Task instructions. Find the line with "trailing bytes after" in the entries below, then reproduce it and every line after it down to and including the line with "target version's layout.", exactly.

(Collected data entries)
-------------------------
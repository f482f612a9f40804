// Copyright 2024-2026 Farlight Networks, LLC
//
// Licensed under the Apache License, Version 2.0 (the "License");
// you may not use this file except in compliance with the License.
// You may obtain a copy of the License at
//
//     http://www.apache.org/licenses/LICENSE-2.0
//
// Unless required by applicable law or agreed to in writing, software
// distributed under the License is distributed on an "AS IS" BASIS,
// WITHOUT WARRANTIES OR CONDITIONS OF ANY KIND, either express or implied.
// See the License for the specific language governing permissions and
// limitations under the License.

//! Error types for the wire codec.
//!
//! Decoding failures are framing errors: the byte stream can no longer be
//! trusted and the connection carrying it should be closed. Validation
//! failures are protocol errors on a well-framed message and are answered
//! with an error reply instead.

use crate::version::Version;
use thiserror::Error;

/// Errors produced while decoding bytes into messages.
#[derive(Debug, Clone, PartialEq, Eq, Error)]
pub enum DecodeError {
    /// Fewer bytes are available than the structure being read requires.
    #[error("truncated input: need {needed} bytes, have {available}")]
    Truncated {
        /// Bytes required to continue.
        needed: usize,
        /// Bytes actually available.
        available: usize,
    },

    /// A length field is inconsistent with its structure or container.
    #[error("bad length in {context}: {length}")]
    BadLength {
        /// The structure whose length field was rejected.
        context: &'static str,
        /// The offending length.
        length: usize,
    },

    /// The header carries a protocol version this codec does not speak.
    #[error("unknown protocol version 0x{0:02x}")]
    UnknownVersion(u8),

    /// The message type code is not defined for the declared version.
    #[error("unknown message type {code} for {version}")]
    UnknownType {
        /// The declared version.
        version: Version,
        /// The unknown type code.
        code: u8,
    },

    /// A nested structure carries a type code unknown in this context.
    #[error("unknown {context} type {code} for {version}")]
    UnknownSubType {
        /// The structure family (action, instruction, statistics, ...).
        context: &'static str,
        /// The declared version.
        version: Version,
        /// The unknown code.
        code: u16,
    },

    /// Trailing bytes remain after a fixed-size body.
    #[error("{count} trailing bytes after {context}")]
    TrailingBytes {
        /// The structure that should have consumed them.
        context: &'static str,
        /// Number of unconsumed bytes.
        count: usize,
    },
}

impl DecodeError {
    /// Creates a bad-length error.
    #[must_use]
    pub const fn bad_length(context: &'static str, length: usize) -> Self {
        Self::BadLength { context, length }
    }

    /// Creates an unknown-subtype error.
    #[must_use]
    pub const fn unknown_sub_type(context: &'static str, version: Version, code: u16) -> Self {
        Self::UnknownSubType {
            context,
            version,
            code,
        }
    }
}

/// Errors produced while encoding messages into bytes.
#[derive(Debug, Clone, PartialEq, Eq, Error)]
pub enum EncodeError {
    /// The destination buffer cannot hold the encoded message.
    #[error("buffer too small: need {needed} bytes, have {available}")]
    BufferTooSmall {
        /// Bytes required.
        needed: usize,
        /// Bytes available in the destination.
        available: usize,
    },

    /// The message uses a field or structure the target version lacks.
    #[error("{what} is not supported by {version}")]
    Unsupported {
        /// The target version.
        version: Version,
        /// Description of the unsupported element.
        what: &'static str,
    },

    /// A value does not fit its field in the target version's layout.
    #[error("{what} value {value} does not fit the {version} layout")]
    OutOfRange {
        /// The target version.
        version: Version,
        /// The field that overflowed.
        what: &'static str,
        /// The offending value.
        value: u64,
    },

    /// The encoded message exceeds the 16-bit length field.
    #[error("encoded message is {0} bytes, larger than the 65535 byte limit")]
    TooLarge(usize),

    /// The computed length disagrees with the bytes actually written.
    ///
    /// This indicates a bug in a structure's length computation.
    #[error("length mismatch: computed {computed}, wrote {written}")]
    LengthMismatch {
        /// Length computed before encoding.
        computed: usize,
        /// Bytes written by the encoder.
        written: usize,
    },
}

impl EncodeError {
    /// Creates an unsupported-for-version error.
    #[must_use]
    pub const fn unsupported(version: Version, what: &'static str) -> Self {
        Self::Unsupported { version, what }
    }

    /// Creates an out-of-range error.
    #[must_use]
    pub const fn out_of_range(version: Version, what: &'static str, value: u64) -> Self {
        Self::OutOfRange {
            version,
            what,
            value,
        }
    }
}

/// The semantic rule a well-framed message violated.
#[derive(Debug, Clone, Copy, PartialEq, Eq)]
pub enum Violation {
    /// A match field appears without the fields it depends on.
    BadPrerequisite,
    /// The same match field appears twice.
    DuplicateField,
    /// A match field's value or mask has the wrong width.
    BadFieldLength,
    /// A masked match field whose type forbids masking.
    BadMask,
    /// Transport ports are matched without an IP protocol (1.0 match).
    InconsistentWildcards,
    /// A goto-table instruction does not point to a later table.
    BadGotoTable,
    /// An instruction type appears more than once.
    DuplicateInstruction,
    /// A flow modification targets a table id that cannot hold flows.
    BadTableId,
    /// An output action names a port number that is not allowed.
    BadOutPort,
    /// A group modification is inconsistent with its group type.
    BadGroup,
    /// A meter modification carries an invalid band list.
    BadMeterBand,
}

/// A semantic validation failure.
///
/// Carries enough information to build a version-correct error reply.
#[derive(Debug, Clone, PartialEq, Eq, Error)]
#[error("{violation:?}: {detail}")]
pub struct ValidationError {
    /// The rule that was violated.
    pub violation: Violation,
    /// Human-readable detail for logs.
    pub detail: String,
}

impl ValidationError {
    /// Creates a validation error.
    pub fn new(violation: Violation, detail: impl Into<String>) -> Self {
        Self {
            violation,
            detail: detail.into(),
        }
    }

    /// Returns the `(error type, error code)` pair reported to the peer.
    #[must_use]
    pub const fn error_code(&self, version: Version) -> (u16, u16) {
        use crate::error_msg::codes;

        match version {
            Version::V1_0 => match self.violation {
                Violation::BadOutPort => (codes::v10::BAD_ACTION, codes::v10::BAD_OUT_PORT),
                Violation::BadTableId => (codes::v10::FLOW_MOD_FAILED, codes::v10::UNSUPPORTED),
                _ => (codes::v10::BAD_REQUEST, codes::v10::BAD_LEN),
            },
            Version::V1_2 | Version::V1_3 => {
                let v13 = matches!(version, Version::V1_3);
                match self.violation {
                    Violation::BadPrerequisite => (codes::BAD_MATCH, codes::BAD_PREREQ),
                    Violation::DuplicateField => (codes::BAD_MATCH, codes::DUP_FIELD),
                    Violation::BadFieldLength => (codes::BAD_MATCH, codes::BAD_MATCH_LEN),
                    Violation::BadMask => (codes::BAD_MATCH, codes::BAD_MATCH_MASK),
                    Violation::InconsistentWildcards => (codes::BAD_MATCH, codes::BAD_WILDCARDS),
                    Violation::BadGotoTable => (codes::BAD_INSTRUCTION, codes::BAD_TABLE_ID_INST),
                    Violation::DuplicateInstruction if v13 => {
                        (codes::BAD_INSTRUCTION, codes::DUP_INST)
                    }
                    Violation::DuplicateInstruction => {
                        (codes::BAD_INSTRUCTION, codes::UNSUP_INST)
                    }
                    Violation::BadTableId => (codes::FLOW_MOD_FAILED, codes::BAD_TABLE_ID_FLOW),
                    Violation::BadOutPort => (codes::BAD_ACTION, codes::BAD_OUT_PORT),
                    Violation::BadGroup => (codes::GROUP_MOD_FAILED, codes::BAD_BUCKET),
                    Violation::BadMeterBand if v13 => (codes::METER_MOD_FAILED, codes::BAD_BAND),
                    Violation::BadMeterBand => (codes::BAD_REQUEST, codes::BAD_TYPE),
                }
            }
        }
    }
}

#[cfg(test)]
mod tests {
    use super::*;
    use crate::error_msg::codes;

    #[test]
    fn decode_error_display() {
        let err = DecodeError::Truncated {
            needed: 8,
            available: 3,
        };
        assert_eq!(err.to_string(), "truncated input: need 8 bytes, have 3");

        let err = DecodeError::UnknownType {
            version: Version::V1_3,
            code: 99,
        };
        assert!(err.to_string().contains("99"));
        assert!(err.to_string().contains("1.3"));
    }

    #[test]
    fn unsupported_names_version() {
        let err = EncodeError::unsupported(Version::V1_0, "instructions");
        assert_eq!(err.to_string(), "instructions is not supported by OpenFlow 1.0");
    }

    #[test]
    fn duplicate_instruction_code_depends_on_version() {
        let err = ValidationError::new(Violation::DuplicateInstruction, "apply-actions twice");
        assert_eq!(
            err.error_code(Version::V1_3),
            (codes::BAD_INSTRUCTION, codes::DUP_INST)
        );
        assert_eq!(
            err.error_code(Version::V1_2),
            (codes::BAD_INSTRUCTION, codes::UNSUP_INST)
        );
    }

    #[test]
    fn prerequisite_maps_to_bad_match() {
        let err = ValidationError::new(Violation::BadPrerequisite, "ipv4_src without eth_type");
        assert_eq!(
            err.error_code(Version::V1_2),
            (codes::BAD_MATCH, codes::BAD_PREREQ)
        );
    }
}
-------------------------
Solution.
    #[error("{count} trailing bytes after {context}")]
    TrailingBytes {
        /// The structure that should have consumed them.
        context: &'static str,
        /// Number of unconsumed bytes.
        count: usize,
    },
}

impl DecodeError {
    /// Creates a bad-length error.
    #[must_use]
    pub const fn bad_length(context: &'static str, length: usize) -> Self {
        Self::BadLength { context, length }
    }

    /// Creates an unknown-subtype error.
    #[must_use]
    pub const fn unknown_sub_type(context: &'static str, version: Version, code: u16) -> Self {
        Self::UnknownSubType {
            context,
            version,
            code,
        }
    }
}

/// Errors produced while encoding messages into bytes.
#[derive(Debug, Clone, PartialEq, Eq, Error)]
pub enum EncodeError {
    /// The destination buffer cannot hold the encoded message.
    #[error("buffer too small: need {needed} bytes, have {available}")]
    BufferTooSmall {
        /// Bytes required.
        needed: usize,
        /// Bytes available in the destination.
        available: usize,
    },

    /// The message uses a field or structure the target version lacks.
    #[error("{what} is not supported by {version}")]
    Unsupported {
        /// The target version.
        version: Version,
        /// Description of the unsupported element.
        what: &'static str,
    },

    /// A value does not fit its field in the target version's layout.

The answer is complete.